-- Opening Marker --

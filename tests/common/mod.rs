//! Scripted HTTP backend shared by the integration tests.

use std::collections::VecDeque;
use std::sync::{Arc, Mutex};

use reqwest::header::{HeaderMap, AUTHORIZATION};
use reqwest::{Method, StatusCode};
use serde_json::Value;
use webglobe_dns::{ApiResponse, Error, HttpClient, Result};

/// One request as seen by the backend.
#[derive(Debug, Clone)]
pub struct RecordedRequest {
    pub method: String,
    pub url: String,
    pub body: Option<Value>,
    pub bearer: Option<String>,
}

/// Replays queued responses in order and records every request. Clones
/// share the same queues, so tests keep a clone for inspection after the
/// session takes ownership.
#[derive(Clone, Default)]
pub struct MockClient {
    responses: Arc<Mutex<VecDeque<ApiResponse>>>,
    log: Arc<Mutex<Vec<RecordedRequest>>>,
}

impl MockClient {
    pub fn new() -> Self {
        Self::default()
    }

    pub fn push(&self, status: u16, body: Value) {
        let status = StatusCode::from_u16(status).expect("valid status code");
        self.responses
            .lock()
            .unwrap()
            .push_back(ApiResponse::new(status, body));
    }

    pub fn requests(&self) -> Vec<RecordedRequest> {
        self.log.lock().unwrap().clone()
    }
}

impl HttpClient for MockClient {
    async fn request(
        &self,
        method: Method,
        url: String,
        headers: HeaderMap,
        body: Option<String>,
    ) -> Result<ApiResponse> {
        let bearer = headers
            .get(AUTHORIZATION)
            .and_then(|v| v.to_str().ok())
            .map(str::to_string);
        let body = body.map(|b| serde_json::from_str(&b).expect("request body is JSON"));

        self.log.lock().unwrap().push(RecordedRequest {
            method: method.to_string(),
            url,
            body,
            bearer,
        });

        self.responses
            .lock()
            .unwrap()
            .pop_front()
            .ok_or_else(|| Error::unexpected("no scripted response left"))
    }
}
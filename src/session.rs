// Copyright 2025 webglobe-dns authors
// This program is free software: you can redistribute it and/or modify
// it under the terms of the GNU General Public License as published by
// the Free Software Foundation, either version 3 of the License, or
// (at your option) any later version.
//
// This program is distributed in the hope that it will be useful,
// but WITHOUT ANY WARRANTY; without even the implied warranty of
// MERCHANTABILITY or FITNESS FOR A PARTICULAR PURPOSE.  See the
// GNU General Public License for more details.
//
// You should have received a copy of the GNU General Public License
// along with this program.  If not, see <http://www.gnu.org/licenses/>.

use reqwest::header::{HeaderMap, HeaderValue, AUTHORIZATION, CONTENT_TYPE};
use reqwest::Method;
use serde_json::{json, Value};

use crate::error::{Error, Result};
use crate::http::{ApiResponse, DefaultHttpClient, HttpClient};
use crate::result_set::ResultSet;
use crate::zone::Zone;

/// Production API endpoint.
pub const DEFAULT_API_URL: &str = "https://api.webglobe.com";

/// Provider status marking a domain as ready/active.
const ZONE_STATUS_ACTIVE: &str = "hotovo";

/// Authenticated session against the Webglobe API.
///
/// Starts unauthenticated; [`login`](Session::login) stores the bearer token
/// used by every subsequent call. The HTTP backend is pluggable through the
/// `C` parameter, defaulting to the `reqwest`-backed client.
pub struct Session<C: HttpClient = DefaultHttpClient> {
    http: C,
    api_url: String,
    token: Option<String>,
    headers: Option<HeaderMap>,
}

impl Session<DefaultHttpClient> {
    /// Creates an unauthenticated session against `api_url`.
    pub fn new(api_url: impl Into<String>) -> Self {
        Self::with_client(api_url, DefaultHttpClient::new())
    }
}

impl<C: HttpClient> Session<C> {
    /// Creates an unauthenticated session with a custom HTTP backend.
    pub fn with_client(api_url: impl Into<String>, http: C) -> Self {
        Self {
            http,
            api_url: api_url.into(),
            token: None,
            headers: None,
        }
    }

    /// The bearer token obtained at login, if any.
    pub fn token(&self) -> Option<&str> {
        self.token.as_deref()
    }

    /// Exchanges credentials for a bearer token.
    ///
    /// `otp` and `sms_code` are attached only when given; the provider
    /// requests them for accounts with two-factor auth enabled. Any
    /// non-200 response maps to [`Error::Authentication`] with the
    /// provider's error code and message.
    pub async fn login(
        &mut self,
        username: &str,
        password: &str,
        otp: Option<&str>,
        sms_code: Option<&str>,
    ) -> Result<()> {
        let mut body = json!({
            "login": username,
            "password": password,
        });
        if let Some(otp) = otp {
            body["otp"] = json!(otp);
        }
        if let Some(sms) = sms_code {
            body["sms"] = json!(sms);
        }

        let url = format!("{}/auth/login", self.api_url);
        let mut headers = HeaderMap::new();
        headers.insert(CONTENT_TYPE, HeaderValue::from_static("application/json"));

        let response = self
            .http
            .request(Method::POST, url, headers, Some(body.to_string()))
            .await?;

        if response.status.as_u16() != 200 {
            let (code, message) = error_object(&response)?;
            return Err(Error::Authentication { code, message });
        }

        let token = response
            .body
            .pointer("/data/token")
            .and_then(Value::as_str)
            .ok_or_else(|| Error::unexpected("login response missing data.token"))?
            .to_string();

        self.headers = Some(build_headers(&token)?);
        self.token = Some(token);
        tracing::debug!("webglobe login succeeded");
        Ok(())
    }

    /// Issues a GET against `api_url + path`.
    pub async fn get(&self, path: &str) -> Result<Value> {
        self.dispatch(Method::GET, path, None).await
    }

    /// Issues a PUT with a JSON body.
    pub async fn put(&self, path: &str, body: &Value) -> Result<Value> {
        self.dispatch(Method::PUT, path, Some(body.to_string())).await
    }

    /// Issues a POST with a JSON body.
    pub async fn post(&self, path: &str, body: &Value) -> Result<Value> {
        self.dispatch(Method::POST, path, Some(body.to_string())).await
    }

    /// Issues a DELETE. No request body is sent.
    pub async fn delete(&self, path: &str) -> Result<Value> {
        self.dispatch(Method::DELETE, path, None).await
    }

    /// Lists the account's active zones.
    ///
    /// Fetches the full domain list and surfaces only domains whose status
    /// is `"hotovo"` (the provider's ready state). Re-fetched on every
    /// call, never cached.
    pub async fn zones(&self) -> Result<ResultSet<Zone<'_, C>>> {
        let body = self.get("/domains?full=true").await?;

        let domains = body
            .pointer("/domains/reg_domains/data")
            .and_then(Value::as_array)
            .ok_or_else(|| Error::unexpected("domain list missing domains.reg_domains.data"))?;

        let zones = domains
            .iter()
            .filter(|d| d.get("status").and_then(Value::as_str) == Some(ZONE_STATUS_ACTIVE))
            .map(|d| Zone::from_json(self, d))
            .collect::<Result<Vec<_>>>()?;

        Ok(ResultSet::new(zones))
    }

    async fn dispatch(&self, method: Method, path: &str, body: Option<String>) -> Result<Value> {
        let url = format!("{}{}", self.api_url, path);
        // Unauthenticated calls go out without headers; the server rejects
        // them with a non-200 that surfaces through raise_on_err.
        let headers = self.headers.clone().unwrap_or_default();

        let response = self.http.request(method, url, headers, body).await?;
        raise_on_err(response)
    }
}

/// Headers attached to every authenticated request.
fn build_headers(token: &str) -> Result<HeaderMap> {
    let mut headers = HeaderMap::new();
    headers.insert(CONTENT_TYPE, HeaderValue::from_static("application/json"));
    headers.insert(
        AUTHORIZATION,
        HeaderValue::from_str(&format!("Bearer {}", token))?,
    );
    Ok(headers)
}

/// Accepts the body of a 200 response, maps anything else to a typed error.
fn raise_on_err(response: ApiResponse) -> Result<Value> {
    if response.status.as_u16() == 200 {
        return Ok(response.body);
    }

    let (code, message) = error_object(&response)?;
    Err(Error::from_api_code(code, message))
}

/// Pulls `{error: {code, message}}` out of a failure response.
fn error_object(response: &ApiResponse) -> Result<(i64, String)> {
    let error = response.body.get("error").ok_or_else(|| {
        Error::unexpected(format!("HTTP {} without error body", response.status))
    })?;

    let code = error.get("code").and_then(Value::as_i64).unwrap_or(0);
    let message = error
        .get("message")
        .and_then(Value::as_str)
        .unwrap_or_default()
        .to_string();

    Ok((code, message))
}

-- Closing Marker --

Search the entries above for the string "version", and report each line where it occurs.

> RESULT
// the Free Software Foundation, either version 3 of the License, or
// (at your option) any later version.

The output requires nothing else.